“It’s Doctor Muskrat. Who are you, and whatever were you doing?”

Didn’t those ducks just blink their yellow eyes when that brown, furry beast answered them back in their own language? He’d learned it from the mallards who visit his pond.

“We’re the jolly old waddle ducks,” quacked the one they called Flapper. “We’re playing a game of fish the puddle. Since you can talk duck talk so well, you might as well come along and learn it. It’s lots of fun. Come on!”

“Come along,” teased another. “We’ll show you all the ponds—lots of them are deep enough to swim in now. We’ll show you where the apples have dropped in the orchard, and where the garden snails have hidden, and the leak in the corn crib where the grains fall through——”

“Quawk! There isn’t much about this place we don’t get a beak into. We even pick over the pigs’ pail before they ever see it. Just now we got a drink of the warm milk they feed the calf. Ho! but this is a fine place to live!” laughed the third, his fat body shaking and the little curly feathers sticking up so cheerfully in his tail.

“Do you live here always?” asked Doctor Muskrat in surprise. “Don’t you ever fly away?” All the ducks he knew flew south for the winter.

“We’re not wild ducks,” Flapper explained. “We’re tame. We hear great tales from the wild ones. Some of them stop in and have a feed with us most every season. Great tales! That must be a gay life. But we’re so fat we can’t keep up with them.” He sighed, but he blinked so mischievously Doctor Muskrat could see he wasn’t breaking his heart about it.

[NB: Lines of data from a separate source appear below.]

//! Little-endian binary encoding of rows for the journal.

use crate::error::{ArchiveError, Result};
use crate::message::{DcpAddress, DcpMessage, FailureCodes, MessageFlags, MessageSource};
use crate::store::{MessageChunk, SlotRecord, WriteOp};

#[derive(Debug, Clone, Copy, PartialEq, Eq)]
#[repr(u8)]
enum OpType {
    Insert = 1,
    Update = 2,
    Delete = 3,
    PutChunk = 4,
    DeleteChunks = 5,
    Clear = 6,
}

/// Append-only byte buffer writer.
#[derive(Debug, Default)]
pub(crate) struct Encoder {
    buf: Vec<u8>,
}

impl Encoder {
    pub(crate) fn new() -> Self {
        Self::default()
    }

    pub(crate) fn finish(self) -> Vec<u8> {
        self.buf
    }

    pub(crate) fn put_u8(&mut self, v: u8) {
        self.buf.push(v);
    }

    pub(crate) fn put_u32(&mut self, v: u32) {
        self.buf.extend_from_slice(&v.to_le_bytes());
    }

    pub(crate) fn put_u64(&mut self, v: u64) {
        self.buf.extend_from_slice(&v.to_le_bytes());
    }

    pub(crate) fn put_i64(&mut self, v: i64) {
        self.buf.extend_from_slice(&v.to_le_bytes());
    }

    pub(crate) fn put_bytes(&mut self, v: &[u8]) {
        self.put_u32(v.len() as u32);
        self.buf.extend_from_slice(v);
    }

    pub(crate) fn put_str(&mut self, v: &str) {
        self.put_bytes(v.as_bytes());
    }

    fn put_opt_i64(&mut self, v: Option<i64>) {
        match v {
            Some(v) => {
                self.put_u8(1);
                self.put_i64(v);
            }
            None => self.put_u8(0),
        }
    }

    pub(crate) fn put_slot(&mut self, slot: &SlotRecord) {
        self.put_str(&slot.suffix);
        self.put_opt_i64(slot.day.map(i64::from));
    }

    pub(crate) fn put_message(&mut self, msg: &DcpMessage) {
        self.put_opt_i64(msg.record_id.map(|id| id as i64));
        self.put_str(msg.address.as_str());
        self.put_i64(msg.local_recv_time);
        self.put_i64(msg.transmit_time);
        self.put_opt_i64(msg.carrier_start);
        self.put_opt_i64(msg.carrier_stop);
        self.put_u32(msg.baud);
        self.put_str(&msg.failure_codes.as_slice().iter().collect::<String>());
        self.put_u64(msg.msg_length as u64);
        self.put_bytes(&msg.data);
        self.put_u8(msg.source.code());
        self.put_u8(u8::from(msg.flags.duplicate));
        self.put_u32(u32::from(msg.channel));
        self.put_opt_i64(msg.sequence_num.map(i64::from));
    }

    pub(crate) fn put_chunk(&mut self, chunk: &MessageChunk) {
        self.put_u64(chunk.record_id);
        self.put_u32(chunk.block_num);
        self.put_bytes(&chunk.payload);
    }

    pub(crate) fn put_op(&mut self, op: &WriteOp) {
        match op {
            WriteOp::Insert(msg) => {
                self.put_u8(OpType::Insert as u8);
                self.put_message(msg);
            }
            WriteOp::Update(msg) => {
                self.put_u8(OpType::Update as u8);
                self.put_message(msg);
            }
            WriteOp::Delete(id) => {
                self.put_u8(OpType::Delete as u8);
                self.put_u64(*id);
            }
            WriteOp::PutChunk(chunk) => {
                self.put_u8(OpType::PutChunk as u8);
                self.put_chunk(chunk);
            }
            WriteOp::DeleteChunks(id) => {
                self.put_u8(OpType::DeleteChunks as u8);
                self.put_u64(*id);
            }
            WriteOp::Clear => self.put_u8(OpType::Clear as u8),
        }
    }
}

/// Cursor over an encoded byte slice.
#[derive(Debug)]
pub(crate) struct Decoder<'a> {
    buf: &'a [u8],
    pos: usize,
}

impl<'a> Decoder<'a> {
    pub(crate) fn new(buf: &'a [u8]) -> Self {
        Self { buf, pos: 0 }
    }

    pub(crate) fn is_empty(&self) -> bool {
        self.pos >= self.buf.len()
    }

    fn take(&mut self, len: usize) -> Result<&'a [u8]> {
        let end = self
            .pos
            .checked_add(len)
            .filter(|&end| end <= self.buf.len())
            .ok_or_else(|| ArchiveError::Corrupt(format!("truncated at offset {}", self.pos)))?;
        let slice = &self.buf[self.pos..end];
        self.pos = end;
        Ok(slice)
    }

    fn array<const N: usize>(&mut self) -> Result<[u8; N]> {
        let mut out = [0u8; N];
        out.copy_from_slice(self.take(N)?);
        Ok(out)
    }

    pub(crate) fn get_u8(&mut self) -> Result<u8> {
        Ok(self.take(1)?[0])
    }

    pub(crate) fn get_u32(&mut self) -> Result<u32> {
        Ok(u32::from_le_bytes(self.array()?))
    }

    pub(crate) fn get_u64(&mut self) -> Result<u64> {
        Ok(u64::from_le_bytes(self.array()?))
    }

    pub(crate) fn get_i64(&mut self) -> Result<i64> {
        Ok(i64::from_le_bytes(self.array()?))
    }

    pub(crate) fn get_bytes(&mut self) -> Result<Vec<u8>> {
        let len = self.get_u32()? as usize;
        Ok(self.take(len)?.to_vec())
    }

    pub(crate) fn get_str(&mut self) -> Result<String> {
        String::from_utf8(self.get_bytes()?)
            .map_err(|err| ArchiveError::Corrupt(format!("invalid utf-8: {err}")))
    }

    fn get_opt_i64(&mut self) -> Result<Option<i64>> {
        match self.get_u8()? {
            0 => Ok(None),
            1 => Ok(Some(self.get_i64()?)),
            tag => Err(ArchiveError::Corrupt(format!("bad option tag {tag}"))),
        }
    }

    pub(crate) fn get_slot(&mut self) -> Result<SlotRecord> {
        let suffix = self.get_str()?;
        let day = self.get_opt_i64()?.map(|d| d as i32);
        Ok(SlotRecord { suffix, day })
    }

    pub(crate) fn get_message(&mut self) -> Result<DcpMessage> {
        let record_id = self.get_opt_i64()?.map(|id| id as u64);
        let address = DcpAddress::new(&self.get_str()?);
        let local_recv_time = self.get_i64()?;
        let transmit_time = self.get_i64()?;
        let carrier_start = self.get_opt_i64()?;
        let carrier_stop = self.get_opt_i64()?;
        let baud = self.get_u32()?;
        let failure_codes = FailureCodes::from_codes(&self.get_str()?);
        let msg_length = self.get_u64()? as usize;
        let data = self.get_bytes()?;
        let source_code = self.get_u8()?;
        let source = MessageSource::from_code(source_code)
            .ok_or_else(|| ArchiveError::Corrupt(format!("bad source code {source_code}")))?;
        let duplicate = self.get_u8()? != 0;
        let channel = self.get_u32()? as u16;
        let sequence_num = self.get_opt_i64()?.map(|s| s as u32);

        Ok(DcpMessage {
            record_id,
            address,
            local_recv_time,
            transmit_time,
            carrier_start,
            carrier_stop,
            baud,
            failure_codes,
            msg_length,
            data,
            source,
            flags: MessageFlags { duplicate },
            channel,
            sequence_num,
        })
    }

    pub(crate) fn get_chunk(&mut self) -> Result<MessageChunk> {
        Ok(MessageChunk {
            record_id: self.get_u64()?,
            block_num: self.get_u32()?,
            payload: self.get_bytes()?,
        })
    }

    pub(crate) fn get_op(&mut self) -> Result<WriteOp> {
        let tag = self.get_u8()?;
        match tag {
            x if x == OpType::Insert as u8 => Ok(WriteOp::Insert(self.get_message()?)),
            x if x == OpType::Update as u8 => Ok(WriteOp::Update(self.get_message()?)),
            x if x == OpType::Delete as u8 => Ok(WriteOp::Delete(self.get_u64()?)),
            x if x == OpType::PutChunk as u8 => Ok(WriteOp::PutChunk(self.get_chunk()?)),
            x if x == OpType::DeleteChunks as u8 => Ok(WriteOp::DeleteChunks(self.get_u64()?)),
            x if x == OpType::Clear as u8 => Ok(WriteOp::Clear),
            _ => Err(ArchiveError::Corrupt(format!("unknown op type {tag}"))),
        }
    }
}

“You’re just as well off,” said Doctor Muskrat. “White birds are so easy to see somebody always catches them.”

“Are you wild yourself?” they asked curiously. “Tell us what it’s like.”

So Doctor Muskrat strolled along with them, and fine friends they were, I can tell you, always happy and good-natured. They made the old doctor feel almost as much at home as he did in his own pond.